Work instruction: Each line below that contains the word "logging" must be copied.

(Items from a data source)
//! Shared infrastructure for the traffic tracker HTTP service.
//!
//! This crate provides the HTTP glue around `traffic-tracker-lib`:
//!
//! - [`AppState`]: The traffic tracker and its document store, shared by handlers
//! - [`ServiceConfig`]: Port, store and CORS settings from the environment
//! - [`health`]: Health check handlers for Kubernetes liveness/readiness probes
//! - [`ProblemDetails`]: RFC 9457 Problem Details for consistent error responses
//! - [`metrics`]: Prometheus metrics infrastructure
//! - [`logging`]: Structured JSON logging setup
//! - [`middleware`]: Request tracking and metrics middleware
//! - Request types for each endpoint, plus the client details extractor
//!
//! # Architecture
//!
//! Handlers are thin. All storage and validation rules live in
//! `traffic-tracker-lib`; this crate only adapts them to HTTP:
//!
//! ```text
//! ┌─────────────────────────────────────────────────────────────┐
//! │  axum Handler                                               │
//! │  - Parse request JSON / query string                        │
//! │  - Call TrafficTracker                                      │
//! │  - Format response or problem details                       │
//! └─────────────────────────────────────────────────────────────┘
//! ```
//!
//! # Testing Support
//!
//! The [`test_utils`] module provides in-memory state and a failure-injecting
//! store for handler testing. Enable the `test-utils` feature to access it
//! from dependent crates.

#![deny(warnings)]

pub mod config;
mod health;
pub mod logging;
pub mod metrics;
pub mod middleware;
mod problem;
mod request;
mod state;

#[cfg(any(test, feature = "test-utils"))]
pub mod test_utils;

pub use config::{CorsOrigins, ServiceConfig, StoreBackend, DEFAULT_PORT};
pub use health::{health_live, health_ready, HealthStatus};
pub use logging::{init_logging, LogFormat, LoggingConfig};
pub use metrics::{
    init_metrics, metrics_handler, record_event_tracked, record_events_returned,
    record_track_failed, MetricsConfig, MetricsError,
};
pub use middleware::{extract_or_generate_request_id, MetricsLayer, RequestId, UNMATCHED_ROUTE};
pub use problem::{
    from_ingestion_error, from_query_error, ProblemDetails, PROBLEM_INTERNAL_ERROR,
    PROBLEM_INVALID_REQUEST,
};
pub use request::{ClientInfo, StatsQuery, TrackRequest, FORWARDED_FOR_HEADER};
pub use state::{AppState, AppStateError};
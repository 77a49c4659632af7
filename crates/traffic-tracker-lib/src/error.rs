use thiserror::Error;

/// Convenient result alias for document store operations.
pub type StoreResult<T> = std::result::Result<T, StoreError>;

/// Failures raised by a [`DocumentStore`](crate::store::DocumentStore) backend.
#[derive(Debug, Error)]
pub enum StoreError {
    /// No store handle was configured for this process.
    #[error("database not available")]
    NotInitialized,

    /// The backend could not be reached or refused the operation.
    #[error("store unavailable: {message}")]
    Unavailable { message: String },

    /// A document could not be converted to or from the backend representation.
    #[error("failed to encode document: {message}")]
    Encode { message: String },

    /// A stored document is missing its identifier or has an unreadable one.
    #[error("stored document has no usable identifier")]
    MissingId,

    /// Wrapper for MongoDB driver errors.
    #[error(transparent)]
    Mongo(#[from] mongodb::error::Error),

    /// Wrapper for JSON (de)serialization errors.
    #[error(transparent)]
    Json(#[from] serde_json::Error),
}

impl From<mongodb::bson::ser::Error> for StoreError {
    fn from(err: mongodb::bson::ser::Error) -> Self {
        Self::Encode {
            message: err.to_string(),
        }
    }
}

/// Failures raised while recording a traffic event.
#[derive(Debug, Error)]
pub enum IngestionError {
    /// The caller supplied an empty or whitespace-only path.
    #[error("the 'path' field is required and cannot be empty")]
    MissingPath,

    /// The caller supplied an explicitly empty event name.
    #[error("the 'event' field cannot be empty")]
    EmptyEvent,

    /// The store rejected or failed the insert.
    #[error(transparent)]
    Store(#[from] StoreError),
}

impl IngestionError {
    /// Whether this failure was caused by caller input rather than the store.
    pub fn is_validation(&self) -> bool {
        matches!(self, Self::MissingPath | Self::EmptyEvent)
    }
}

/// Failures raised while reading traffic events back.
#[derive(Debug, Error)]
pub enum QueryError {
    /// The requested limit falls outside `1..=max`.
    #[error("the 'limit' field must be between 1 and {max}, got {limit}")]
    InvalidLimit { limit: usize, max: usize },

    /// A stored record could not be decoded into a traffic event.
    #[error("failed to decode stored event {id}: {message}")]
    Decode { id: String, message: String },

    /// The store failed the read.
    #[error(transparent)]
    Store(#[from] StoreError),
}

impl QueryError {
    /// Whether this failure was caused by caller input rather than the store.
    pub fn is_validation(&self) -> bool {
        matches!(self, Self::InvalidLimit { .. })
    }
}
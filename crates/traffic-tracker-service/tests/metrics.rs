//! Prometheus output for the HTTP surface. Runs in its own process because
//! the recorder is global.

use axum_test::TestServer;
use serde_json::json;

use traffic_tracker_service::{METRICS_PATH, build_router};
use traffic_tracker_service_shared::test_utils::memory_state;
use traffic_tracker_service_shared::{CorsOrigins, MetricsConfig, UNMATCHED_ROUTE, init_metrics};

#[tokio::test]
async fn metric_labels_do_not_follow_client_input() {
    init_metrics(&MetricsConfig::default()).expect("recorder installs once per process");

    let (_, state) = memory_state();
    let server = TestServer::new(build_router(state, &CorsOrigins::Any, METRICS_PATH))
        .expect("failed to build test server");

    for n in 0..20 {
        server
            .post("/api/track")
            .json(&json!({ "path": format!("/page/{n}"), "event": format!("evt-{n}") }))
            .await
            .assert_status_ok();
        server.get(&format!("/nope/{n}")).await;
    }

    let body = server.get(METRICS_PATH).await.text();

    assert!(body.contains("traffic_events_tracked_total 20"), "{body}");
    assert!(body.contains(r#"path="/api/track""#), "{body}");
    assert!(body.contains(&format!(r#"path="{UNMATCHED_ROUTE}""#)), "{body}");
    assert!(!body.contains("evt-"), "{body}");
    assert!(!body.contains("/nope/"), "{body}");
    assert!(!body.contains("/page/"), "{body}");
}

--

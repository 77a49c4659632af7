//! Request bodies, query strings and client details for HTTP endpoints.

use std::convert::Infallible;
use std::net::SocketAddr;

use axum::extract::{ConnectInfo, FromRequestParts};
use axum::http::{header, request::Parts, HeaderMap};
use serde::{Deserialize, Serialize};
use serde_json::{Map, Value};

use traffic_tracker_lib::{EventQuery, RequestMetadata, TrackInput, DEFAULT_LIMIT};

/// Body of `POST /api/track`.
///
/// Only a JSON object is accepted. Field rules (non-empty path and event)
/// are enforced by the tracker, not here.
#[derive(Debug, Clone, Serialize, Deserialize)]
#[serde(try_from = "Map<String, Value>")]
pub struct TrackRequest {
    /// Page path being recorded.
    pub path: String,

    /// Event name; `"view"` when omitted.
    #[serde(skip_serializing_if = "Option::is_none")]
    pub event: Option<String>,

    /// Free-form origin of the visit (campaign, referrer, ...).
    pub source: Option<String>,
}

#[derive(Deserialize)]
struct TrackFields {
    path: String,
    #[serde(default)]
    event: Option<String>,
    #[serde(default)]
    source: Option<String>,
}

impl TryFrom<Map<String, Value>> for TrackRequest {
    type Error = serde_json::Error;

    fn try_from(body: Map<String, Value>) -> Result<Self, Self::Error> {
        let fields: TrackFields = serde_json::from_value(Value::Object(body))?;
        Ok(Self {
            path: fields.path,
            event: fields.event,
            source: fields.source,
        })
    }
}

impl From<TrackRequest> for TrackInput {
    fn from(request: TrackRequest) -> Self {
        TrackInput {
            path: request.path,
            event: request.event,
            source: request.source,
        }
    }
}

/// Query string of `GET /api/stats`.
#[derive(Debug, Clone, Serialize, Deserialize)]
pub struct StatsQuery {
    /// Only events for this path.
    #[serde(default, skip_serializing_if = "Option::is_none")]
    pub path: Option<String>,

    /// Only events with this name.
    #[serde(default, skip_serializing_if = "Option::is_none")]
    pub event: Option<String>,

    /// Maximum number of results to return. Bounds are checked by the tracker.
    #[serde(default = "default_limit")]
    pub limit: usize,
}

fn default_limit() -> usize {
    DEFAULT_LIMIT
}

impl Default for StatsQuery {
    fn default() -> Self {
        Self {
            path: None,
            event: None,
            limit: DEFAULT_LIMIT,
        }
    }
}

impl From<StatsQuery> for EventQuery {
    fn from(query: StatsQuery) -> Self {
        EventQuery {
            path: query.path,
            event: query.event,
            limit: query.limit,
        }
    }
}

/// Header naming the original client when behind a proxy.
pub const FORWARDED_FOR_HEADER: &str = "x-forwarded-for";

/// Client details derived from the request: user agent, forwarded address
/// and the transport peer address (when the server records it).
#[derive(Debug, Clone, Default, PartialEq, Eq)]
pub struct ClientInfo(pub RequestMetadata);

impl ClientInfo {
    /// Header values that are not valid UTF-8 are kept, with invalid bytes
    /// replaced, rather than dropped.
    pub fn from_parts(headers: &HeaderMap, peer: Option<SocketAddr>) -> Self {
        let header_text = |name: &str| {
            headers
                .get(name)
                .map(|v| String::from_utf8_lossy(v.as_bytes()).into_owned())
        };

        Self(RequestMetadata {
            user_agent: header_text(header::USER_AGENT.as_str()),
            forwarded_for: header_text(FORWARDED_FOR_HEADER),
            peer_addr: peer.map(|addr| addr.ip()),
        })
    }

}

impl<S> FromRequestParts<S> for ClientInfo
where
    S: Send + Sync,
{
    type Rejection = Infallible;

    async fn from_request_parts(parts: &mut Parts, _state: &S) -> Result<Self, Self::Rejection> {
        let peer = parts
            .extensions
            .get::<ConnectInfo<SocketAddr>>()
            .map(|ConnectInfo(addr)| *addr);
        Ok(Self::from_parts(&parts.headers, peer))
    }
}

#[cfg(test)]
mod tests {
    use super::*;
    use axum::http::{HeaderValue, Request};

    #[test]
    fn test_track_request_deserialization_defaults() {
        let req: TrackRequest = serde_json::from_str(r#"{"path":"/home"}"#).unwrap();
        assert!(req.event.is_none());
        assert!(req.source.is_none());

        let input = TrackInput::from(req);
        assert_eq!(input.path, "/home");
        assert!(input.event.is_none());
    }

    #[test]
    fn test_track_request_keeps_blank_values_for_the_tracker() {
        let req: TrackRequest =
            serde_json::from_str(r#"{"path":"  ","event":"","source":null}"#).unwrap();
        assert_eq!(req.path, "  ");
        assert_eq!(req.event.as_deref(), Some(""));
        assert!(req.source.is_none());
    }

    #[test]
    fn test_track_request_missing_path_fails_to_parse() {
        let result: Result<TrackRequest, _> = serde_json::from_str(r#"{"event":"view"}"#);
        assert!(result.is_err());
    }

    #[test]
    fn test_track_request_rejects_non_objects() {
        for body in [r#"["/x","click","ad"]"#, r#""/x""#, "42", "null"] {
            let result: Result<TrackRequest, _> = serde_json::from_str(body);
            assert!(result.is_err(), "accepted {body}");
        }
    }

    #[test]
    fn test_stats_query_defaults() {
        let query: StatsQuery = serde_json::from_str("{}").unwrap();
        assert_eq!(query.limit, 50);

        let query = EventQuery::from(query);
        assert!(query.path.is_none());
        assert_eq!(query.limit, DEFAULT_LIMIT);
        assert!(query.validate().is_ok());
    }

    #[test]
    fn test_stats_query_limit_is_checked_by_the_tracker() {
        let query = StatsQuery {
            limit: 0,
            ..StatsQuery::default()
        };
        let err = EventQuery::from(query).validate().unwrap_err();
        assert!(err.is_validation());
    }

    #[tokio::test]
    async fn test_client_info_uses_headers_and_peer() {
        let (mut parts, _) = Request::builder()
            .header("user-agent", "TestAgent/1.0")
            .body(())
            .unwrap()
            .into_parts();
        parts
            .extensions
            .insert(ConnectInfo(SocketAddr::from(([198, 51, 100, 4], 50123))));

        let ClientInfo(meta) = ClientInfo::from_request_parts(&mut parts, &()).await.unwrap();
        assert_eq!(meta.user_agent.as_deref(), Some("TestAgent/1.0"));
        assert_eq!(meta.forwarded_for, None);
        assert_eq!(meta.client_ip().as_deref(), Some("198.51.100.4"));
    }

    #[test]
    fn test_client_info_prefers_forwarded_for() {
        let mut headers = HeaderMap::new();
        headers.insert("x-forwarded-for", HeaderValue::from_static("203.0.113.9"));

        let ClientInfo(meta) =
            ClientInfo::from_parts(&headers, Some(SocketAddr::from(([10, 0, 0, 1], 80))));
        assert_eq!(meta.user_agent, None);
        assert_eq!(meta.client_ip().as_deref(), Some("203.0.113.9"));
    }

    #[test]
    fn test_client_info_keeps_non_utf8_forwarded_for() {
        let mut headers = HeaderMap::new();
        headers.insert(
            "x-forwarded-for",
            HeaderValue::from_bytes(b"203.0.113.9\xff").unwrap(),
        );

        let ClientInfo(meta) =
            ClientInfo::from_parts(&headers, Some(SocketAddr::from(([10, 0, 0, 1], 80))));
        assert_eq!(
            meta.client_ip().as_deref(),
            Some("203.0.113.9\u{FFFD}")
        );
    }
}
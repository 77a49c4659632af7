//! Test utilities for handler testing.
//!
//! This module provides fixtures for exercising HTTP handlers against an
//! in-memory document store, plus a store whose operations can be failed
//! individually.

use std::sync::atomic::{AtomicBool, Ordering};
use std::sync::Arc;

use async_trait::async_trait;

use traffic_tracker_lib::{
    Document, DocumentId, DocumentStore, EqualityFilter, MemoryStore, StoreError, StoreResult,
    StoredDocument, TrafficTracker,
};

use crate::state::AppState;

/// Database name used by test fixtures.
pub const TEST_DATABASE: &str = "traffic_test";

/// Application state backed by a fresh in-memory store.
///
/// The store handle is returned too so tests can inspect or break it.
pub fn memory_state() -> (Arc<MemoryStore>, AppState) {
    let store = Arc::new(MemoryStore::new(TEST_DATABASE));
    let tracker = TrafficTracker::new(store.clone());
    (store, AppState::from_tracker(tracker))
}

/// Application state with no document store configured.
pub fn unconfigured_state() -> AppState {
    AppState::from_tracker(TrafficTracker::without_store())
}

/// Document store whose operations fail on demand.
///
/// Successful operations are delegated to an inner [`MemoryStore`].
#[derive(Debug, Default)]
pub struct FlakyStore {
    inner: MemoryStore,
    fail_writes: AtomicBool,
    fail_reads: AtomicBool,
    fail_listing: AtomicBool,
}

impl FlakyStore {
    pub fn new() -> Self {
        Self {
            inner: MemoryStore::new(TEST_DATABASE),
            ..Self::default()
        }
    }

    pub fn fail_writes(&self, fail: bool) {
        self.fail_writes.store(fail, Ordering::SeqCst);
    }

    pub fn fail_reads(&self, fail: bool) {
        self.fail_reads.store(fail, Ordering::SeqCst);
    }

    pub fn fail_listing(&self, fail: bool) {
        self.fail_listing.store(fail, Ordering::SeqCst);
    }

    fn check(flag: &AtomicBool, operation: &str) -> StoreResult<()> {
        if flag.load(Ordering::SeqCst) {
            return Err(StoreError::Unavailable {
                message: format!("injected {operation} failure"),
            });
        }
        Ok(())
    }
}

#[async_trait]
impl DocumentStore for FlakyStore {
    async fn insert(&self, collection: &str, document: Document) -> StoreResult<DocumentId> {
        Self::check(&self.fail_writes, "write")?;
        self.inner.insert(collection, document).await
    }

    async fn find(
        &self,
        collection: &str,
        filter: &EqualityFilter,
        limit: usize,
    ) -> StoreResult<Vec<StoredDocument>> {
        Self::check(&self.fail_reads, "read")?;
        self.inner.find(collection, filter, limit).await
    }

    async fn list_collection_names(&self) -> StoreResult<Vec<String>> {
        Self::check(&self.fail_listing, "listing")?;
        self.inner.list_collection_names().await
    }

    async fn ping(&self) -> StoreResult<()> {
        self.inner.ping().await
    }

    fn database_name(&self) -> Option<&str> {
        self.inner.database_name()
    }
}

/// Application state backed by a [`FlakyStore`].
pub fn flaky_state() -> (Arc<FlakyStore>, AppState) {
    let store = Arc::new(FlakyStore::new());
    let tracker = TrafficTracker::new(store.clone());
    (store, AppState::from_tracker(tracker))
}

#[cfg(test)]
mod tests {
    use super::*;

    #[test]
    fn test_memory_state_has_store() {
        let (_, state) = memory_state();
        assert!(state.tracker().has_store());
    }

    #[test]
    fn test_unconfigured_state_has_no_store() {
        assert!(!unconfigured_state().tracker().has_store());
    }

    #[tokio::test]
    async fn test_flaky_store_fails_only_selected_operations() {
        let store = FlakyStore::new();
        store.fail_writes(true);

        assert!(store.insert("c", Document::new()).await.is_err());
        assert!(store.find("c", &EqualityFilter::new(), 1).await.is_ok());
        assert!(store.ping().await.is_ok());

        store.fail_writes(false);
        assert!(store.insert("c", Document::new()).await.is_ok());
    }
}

Answer space:
//! - [`logging`]: Structured JSON logging setup
pub mod logging;
pub use logging::{init_logging, LogFormat, LoggingConfig};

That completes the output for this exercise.